Today, the film from the camera of a mobile phone, is the most viewed video on Cuban computers.
In the video that made it into my hands we don’t see any of the 32 people on fire. However you do see a lot of bold people trying to retrieve some of the gasoline spilling from the broken pump at a CUPET gas station on Trocha and Morro Road in the city of Santiago.
What I think is even worse is that you see the firefighters arrive when all could have been avoided and yet they do nothing, likewise the workers of the gas station and the police who were already there.
For many who have seen the video, the problem is local and of the moment, I think not.
The apathy that now consumes Cuban daily life makes our institutions not really function a such, but as if they were just going through the motions.

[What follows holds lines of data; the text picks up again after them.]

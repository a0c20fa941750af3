use crate::config::Config;
use crate::editor::EditorSurface;
use crate::index;
use crate::record::{Location, ViolationRecord};
use anyhow::Context;
use serde::Deserialize;
use std::path::Path;
use tracing::{info, warn};

/// One analyzer finding, in covnav's own interchange format. Numbering into
/// violation records happens at scan time, in input order.
#[derive(Deserialize, Debug, Clone)]
pub struct Finding {
    /// Coding-standard family (e.g. "autosar")
    pub ruleset: String,
    /// Rule identifier within the ruleset
    pub rule: String,
    /// Absolute path of the offending file
    pub file: String,
    /// 1-based line number
    pub line: u32,
}

/// Assign violation numbers in discovery order, starting at 1
pub fn number_findings(findings: &[Finding]) -> Vec<ViolationRecord> {
    findings
        .iter()
        .enumerate()
        .map(|(i, f)| {
            ViolationRecord::new(
                i as u32 + 1,
                &f.ruleset,
                &f.rule,
                Location {
                    path: f.file.clone(),
                    line: f.line,
                },
            )
        })
        .collect()
}

/// Scan a directory of analyzer findings and write its violation index
///
/// Reads the findings file from the directory, numbers findings in input
/// order, writes the index snapshot atomically (replacing any prior index),
/// and requests navigation to line 1 of the written file. Returns the index
/// filename.
pub async fn scan(
    directory: &Path,
    config: &Config,
    findings_file: Option<&str>,
    editor: &dyn EditorSurface,
) -> anyhow::Result<String> {
    let findings_name = findings_file.unwrap_or(&config.scan.findings);
    let findings_path = directory.join(findings_name);
    info!("Reading findings from {}", findings_path.display());

    let content = tokio::fs::read_to_string(&findings_path)
        .await
        .with_context(|| format!("cannot read findings file {}", findings_path.display()))?;
    let findings: Vec<Finding> = serde_json::from_str(&content)
        .with_context(|| format!("cannot parse findings file {}", findings_path.display()))?;
    info!("Loaded {} findings", findings.len());

    let records = number_findings(&findings);
    let text = index::build_index(&records);
    let index_path = index::write_index(directory, &config.index.filename, &text)
        .with_context(|| format!("cannot write index into {}", directory.display()))?;
    info!("Wrote {} records to {}", records.len(), index_path.display());

    editor.notify(&format!(
        "Violation index written to {}",
        index_path.display()
    ));
    if let Err(e) = editor.open_at(&index_path, 1).await {
        // The index is already on disk at this point
        warn!("Cannot open index file: {}", e);
    }

    Ok(config.index.filename.clone())
}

So, from one end to the other of Cuba we are all surrounded by organizations that are not, with workers who are unaware of their activities.
As I write at least seven people involved in the incident have died and at least seven more remain in critical condition with life threatening.

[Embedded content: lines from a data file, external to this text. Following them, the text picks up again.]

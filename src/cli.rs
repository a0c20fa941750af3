use clap::{Parser, Subcommand};

// Display order for log level option (placed at end of help text)
const LOG_LEVEL_DISPLAY_ORDER: usize = 100;

/// CLI arguments
#[derive(Parser)]
#[command(name = "covnav", version, about = "Navigate coding-standard violations and apply guarded one-line fixes", long_about = None)]
pub struct Cli {
    /// Log level (see https://docs.rs/tracing-subscriber/latest/tracing_subscriber/filter/struct.EnvFilter.html)
    /// [env: COVNAV_LOG=] [default: info]
    #[arg(
        long,
        env = "COVNAV_LOG",
        default_value = "info",
        global = true,
        hide_default_value = true,
        hide_env = true,
        display_order = LOG_LEVEL_DISPLAY_ORDER,
        verbatim_doc_comment
    )]
    pub log_level: String,

    #[command(subcommand)]
    pub command: Commands,
}

/// CLI subcommands
#[derive(Subcommand)]
pub enum Commands {
    /// Build a violation index from analyzer findings in a directory
    Scan(ScanArgs),
    /// Apply a guarded single-line fix
    Apply(ApplyArgs),
    /// Resolve a violation identifier and jump to its location
    Resolve(ResolveArgs),
}

/// Arguments for the scan command
#[derive(Parser, Debug)]
pub struct ScanArgs {
    /// Directory holding the analyzer findings; the index is written here.
    /// A leading ~ expands to the home directory
    #[arg(verbatim_doc_comment)]
    pub directory: String,

    /// Findings file to read, relative to the directory
    /// [default: from config, findings.json]
    #[arg(long, verbatim_doc_comment)]
    pub findings: Option<String>,

    /// Path to config file
    #[arg(long, default_value = "covnav.toml")]
    pub config: String,
}

/// Arguments for the apply command
#[derive(Parser, Debug)]
pub struct ApplyArgs {
    /// File to fix
    pub file: String,

    /// 1-based line number to replace
    pub line: u32,

    /// Exact current content the line must have (not a pattern)
    #[arg(long, allow_hyphen_values = true)]
    pub expected: String,

    /// Content to write in its place
    #[arg(long, allow_hyphen_values = true)]
    pub replacement: String,
}

/// Arguments for the resolve command
#[derive(Parser, Debug)]
pub struct ResolveArgs {
    /// Identifier token, e.g. violation_3
    pub token: String,

    /// Path to the index file
    #[arg(long, default_value = "index.covrst")]
    pub index: String,
}
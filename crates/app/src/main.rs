use dioxus::prelude::*;

mod api;
mod booking_form;
mod borrow_desk;
mod config;
mod notify;
mod routes;
mod state;
mod user_admin;

#[cfg(test)]
mod testing;

use api::RestClient;
use notify::NotifierHost;
use routes::Route;

const MAIN_CSS: Asset = asset!("/assets/main.css");

fn main() {
    dioxus::launch(App);
}

#[component]
fn App() -> Element {
    use_context_provider(|| RestClient::new(&config::load().api.base_url));

    rsx! {
        document::Link { rel: "stylesheet", href: MAIN_CSS }
        shared_ui::ToastProvider {
            NotifierHost {
                Router::<Route> {}
            }
        }
    }
}
mod component;
pub use component::*;
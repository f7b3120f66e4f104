//! Basket editing and submission checks for the booking request form.

use crate::notify::Notifier;
use crate::state::StateCell;
use shared_types::{self as types, BasketItem, BookingDraft, BookingPayload, Notice};

/// Form logic over a caller-owned basket and a form-owned draft.
#[derive(Clone, Copy)]
pub struct BookingRequestForm<N, B, D> {
    notifier: N,
    basket: B,
    draft: D,
}

impl<N, B, D> BookingRequestForm<N, B, D>
where
    N: Notifier,
    B: StateCell<Vec<BasketItem>>,
    D: StateCell<BookingDraft>,
{
    pub fn new(notifier: N, basket: B, draft: D) -> Self {
        Self {
            notifier,
            basket,
            draft,
        }
    }

    /// Apply a raw quantity typed by the user. Negative input is ignored.
    pub fn change_quantity(&self, item_id: i64, raw: &str) -> bool {
        let applied = self
            .basket
            .update(|basket| types::change_quantity(basket, item_id, raw));
        if !applied {
            tracing::debug!(item_id, raw, "ignored negative quantity");
        }
        applied
    }

    pub fn remove_item(&self, item_id: i64) {
        self.basket
            .update(|basket| types::remove_item(basket, item_id));
    }

    /// Validate the form and hand the payload to `on_submit`.
    ///
    /// The first failing check is reported through the notifier and
    /// `on_submit` is not called.
    pub fn submit(&self, on_submit: impl FnOnce(BookingPayload)) -> bool {
        let result = self
            .basket
            .inspect(|basket| self.draft.inspect(|draft| draft.build_payload(basket)));

        match result {
            Ok(payload) => {
                tracing::debug!(
                    room_id = payload.room_id,
                    lines = payload.items.len(),
                    "booking request ready"
                );
                on_submit(payload);
                true
            }
            Err(err) => {
                tracing::warn!(%err, "booking request rejected");
                self.notifier.notify(Notice::from(err));
                false
            }
        }
    }
}
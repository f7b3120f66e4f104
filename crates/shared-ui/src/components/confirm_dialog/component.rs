use dioxus::prelude::*;
use dioxus_primitives::alert_dialog::{
    AlertDialogAction, AlertDialogActions, AlertDialogCancel, AlertDialogContent,
    AlertDialogDescription, AlertDialogRoot, AlertDialogTitle,
};

/// Modal yes/no question built on the alert dialog primitive.
///
/// `on_cancel` fires whenever the dialog closes without confirmation
/// (cancel button, escape, overlay click). It may also fire right after
/// `on_confirm`, so both handlers must tolerate running once each.
#[component]
pub fn ConfirmDialog(
    open: bool,
    title: String,
    /// Body of the question; may contain markup.
    description: Element,
    #[props(default = "Xác nhận".to_string())] confirm_label: String,
    #[props(default = "Hủy".to_string())] cancel_label: String,
    /// Render the confirm action in the destructive style.
    #[props(default = false)]
    destructive: bool,
    on_confirm: EventHandler<()>,
    on_cancel: EventHandler<()>,
) -> Element {
    let action_class = if destructive {
        "lab-dialog-action destructive"
    } else {
        "lab-dialog-action"
    };

    rsx! {
        document::Link { rel: "stylesheet", href: asset!("./style.css") }
        AlertDialogRoot {
            class: "lab-dialog-overlay",
            open: open,
            on_open_change: move |open: bool| {
                if !open {
                    on_cancel.call(());
                }
            },
            AlertDialogContent {
                class: "lab-dialog",
                AlertDialogTitle { class: "lab-dialog-title", "{title}" }
                AlertDialogDescription { class: "lab-dialog-description", {description} }
                AlertDialogActions { class: "lab-dialog-actions",
                    AlertDialogCancel { class: "lab-dialog-cancel", "{cancel_label}" }
                    AlertDialogAction {
                        class: action_class,
                        on_click: move |_: MouseEvent| on_confirm.call(()),
                        "{confirm_label}"
                    }
                }
            }
        }
    }
}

The ten-minute video, in my opinion, not only shows a successive chain of irresponsibility that ended in tragedy, but shows the real state of today’s Cuba.
A country of institutions that are not, where leaders are completely unaware of their work, hence it’s no surprise that the gas station employees did not act in time to alert the relevant authorities of the impending disaster.
Or, who knows, maybe they did. But still, it appeared that the police and firefighters were disinterested, with an attitude as many say in Cuba: “And what do I care? None of them are my family. ”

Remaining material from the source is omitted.